• What you need to do: Lines below containing the word "github" should be copied out.
___ The input ___
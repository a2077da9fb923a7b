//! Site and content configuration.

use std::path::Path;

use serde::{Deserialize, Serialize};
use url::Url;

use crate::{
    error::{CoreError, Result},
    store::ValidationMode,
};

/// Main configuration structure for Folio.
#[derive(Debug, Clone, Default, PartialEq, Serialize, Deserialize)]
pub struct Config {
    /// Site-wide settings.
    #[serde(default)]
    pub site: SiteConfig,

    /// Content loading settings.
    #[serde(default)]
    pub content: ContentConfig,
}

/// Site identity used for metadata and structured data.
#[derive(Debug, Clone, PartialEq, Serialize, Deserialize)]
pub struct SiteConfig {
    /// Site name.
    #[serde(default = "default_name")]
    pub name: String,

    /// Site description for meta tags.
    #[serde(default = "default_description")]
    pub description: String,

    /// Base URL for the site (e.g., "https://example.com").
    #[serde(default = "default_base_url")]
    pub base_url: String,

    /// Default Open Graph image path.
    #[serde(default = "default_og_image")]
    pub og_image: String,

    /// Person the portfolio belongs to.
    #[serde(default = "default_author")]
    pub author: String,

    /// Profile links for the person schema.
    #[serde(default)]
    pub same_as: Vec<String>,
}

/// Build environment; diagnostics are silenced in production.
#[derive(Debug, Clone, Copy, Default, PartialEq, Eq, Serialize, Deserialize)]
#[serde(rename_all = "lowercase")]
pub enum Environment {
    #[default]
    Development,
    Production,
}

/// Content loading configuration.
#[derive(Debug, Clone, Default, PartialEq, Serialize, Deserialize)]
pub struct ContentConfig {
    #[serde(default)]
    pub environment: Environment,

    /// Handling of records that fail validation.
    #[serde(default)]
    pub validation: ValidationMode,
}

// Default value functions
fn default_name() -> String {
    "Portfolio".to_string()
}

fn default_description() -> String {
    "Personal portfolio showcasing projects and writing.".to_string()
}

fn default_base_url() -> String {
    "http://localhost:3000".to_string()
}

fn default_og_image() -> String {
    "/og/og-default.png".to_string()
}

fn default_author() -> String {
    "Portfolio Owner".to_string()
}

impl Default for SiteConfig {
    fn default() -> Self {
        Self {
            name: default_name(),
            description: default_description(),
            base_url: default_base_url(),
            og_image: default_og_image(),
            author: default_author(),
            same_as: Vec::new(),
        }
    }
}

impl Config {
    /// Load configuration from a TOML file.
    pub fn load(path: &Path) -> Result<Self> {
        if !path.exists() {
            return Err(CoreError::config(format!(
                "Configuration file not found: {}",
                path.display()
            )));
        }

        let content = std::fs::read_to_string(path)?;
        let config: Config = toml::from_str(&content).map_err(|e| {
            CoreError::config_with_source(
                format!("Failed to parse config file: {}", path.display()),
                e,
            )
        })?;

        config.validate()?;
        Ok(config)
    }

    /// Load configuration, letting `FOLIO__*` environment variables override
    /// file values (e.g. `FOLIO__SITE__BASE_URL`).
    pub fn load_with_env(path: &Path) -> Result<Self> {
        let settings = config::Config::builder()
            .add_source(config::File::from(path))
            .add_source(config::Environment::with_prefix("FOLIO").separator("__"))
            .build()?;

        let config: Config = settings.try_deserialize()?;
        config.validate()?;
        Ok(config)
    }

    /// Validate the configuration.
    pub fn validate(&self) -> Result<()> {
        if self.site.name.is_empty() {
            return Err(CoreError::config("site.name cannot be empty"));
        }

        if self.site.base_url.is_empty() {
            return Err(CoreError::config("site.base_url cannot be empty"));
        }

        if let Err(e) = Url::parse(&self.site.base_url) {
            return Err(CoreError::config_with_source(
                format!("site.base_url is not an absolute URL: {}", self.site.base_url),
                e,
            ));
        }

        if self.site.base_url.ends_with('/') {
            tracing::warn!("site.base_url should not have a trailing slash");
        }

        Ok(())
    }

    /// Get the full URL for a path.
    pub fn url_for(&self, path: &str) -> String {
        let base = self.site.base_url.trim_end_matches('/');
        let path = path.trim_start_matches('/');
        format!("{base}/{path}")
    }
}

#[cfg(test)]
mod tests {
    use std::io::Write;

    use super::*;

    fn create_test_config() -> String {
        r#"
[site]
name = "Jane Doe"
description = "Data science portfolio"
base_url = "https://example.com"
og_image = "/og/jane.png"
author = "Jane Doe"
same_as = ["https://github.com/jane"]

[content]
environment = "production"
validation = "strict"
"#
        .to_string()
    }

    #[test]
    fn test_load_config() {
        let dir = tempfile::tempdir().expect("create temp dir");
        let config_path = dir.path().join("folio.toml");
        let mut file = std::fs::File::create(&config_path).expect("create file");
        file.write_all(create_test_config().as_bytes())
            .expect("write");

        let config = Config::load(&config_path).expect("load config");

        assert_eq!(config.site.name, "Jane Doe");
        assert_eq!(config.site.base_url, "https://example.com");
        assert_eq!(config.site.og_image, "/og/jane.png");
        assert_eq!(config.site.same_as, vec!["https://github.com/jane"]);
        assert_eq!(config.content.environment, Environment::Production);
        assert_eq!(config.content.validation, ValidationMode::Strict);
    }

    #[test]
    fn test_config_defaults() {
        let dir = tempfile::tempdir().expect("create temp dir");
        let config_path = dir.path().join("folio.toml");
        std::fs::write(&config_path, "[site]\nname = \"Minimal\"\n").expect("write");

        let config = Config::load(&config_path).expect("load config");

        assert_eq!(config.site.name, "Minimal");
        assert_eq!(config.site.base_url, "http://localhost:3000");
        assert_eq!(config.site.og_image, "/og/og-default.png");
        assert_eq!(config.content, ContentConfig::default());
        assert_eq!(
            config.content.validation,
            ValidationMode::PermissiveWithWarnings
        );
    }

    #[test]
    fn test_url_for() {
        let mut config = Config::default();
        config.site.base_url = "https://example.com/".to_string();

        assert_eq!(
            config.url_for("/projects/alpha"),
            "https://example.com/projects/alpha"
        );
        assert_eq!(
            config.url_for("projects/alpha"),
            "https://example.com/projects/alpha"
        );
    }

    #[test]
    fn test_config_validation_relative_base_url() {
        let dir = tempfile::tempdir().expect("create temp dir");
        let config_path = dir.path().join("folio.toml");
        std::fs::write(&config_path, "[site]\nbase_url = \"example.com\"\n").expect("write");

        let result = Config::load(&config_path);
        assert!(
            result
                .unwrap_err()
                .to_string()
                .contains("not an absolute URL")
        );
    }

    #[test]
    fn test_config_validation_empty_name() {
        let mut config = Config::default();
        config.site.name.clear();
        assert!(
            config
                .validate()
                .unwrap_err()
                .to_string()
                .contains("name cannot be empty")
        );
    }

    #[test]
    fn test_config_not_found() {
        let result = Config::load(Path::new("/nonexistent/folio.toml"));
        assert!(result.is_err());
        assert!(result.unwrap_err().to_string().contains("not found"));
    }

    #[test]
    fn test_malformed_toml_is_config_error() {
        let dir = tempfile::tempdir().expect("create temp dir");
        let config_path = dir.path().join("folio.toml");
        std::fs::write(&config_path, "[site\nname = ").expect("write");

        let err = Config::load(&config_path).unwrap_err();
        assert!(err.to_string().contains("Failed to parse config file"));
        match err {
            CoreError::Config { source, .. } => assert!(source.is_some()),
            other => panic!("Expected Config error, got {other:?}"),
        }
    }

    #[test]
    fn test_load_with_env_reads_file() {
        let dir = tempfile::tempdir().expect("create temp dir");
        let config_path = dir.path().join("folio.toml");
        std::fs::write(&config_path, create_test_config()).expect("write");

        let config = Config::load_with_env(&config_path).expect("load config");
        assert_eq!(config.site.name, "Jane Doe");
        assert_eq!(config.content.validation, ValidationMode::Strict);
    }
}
___
___ The input ___
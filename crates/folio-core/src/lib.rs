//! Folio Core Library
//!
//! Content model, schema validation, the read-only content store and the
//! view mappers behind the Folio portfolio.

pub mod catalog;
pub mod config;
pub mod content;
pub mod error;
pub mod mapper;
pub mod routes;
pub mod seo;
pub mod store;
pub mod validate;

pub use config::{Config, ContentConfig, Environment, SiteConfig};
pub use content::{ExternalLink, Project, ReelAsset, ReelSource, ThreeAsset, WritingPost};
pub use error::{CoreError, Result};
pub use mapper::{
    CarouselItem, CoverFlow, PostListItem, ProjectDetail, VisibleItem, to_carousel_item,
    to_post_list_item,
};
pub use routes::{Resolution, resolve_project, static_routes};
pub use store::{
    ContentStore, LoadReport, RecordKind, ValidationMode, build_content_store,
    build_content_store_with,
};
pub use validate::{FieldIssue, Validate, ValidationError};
___
• Expected answer:
same_as = ["https://github.com/jane"]
        assert_eq!(config.site.same_as, vec!["https://github.com/jane"]);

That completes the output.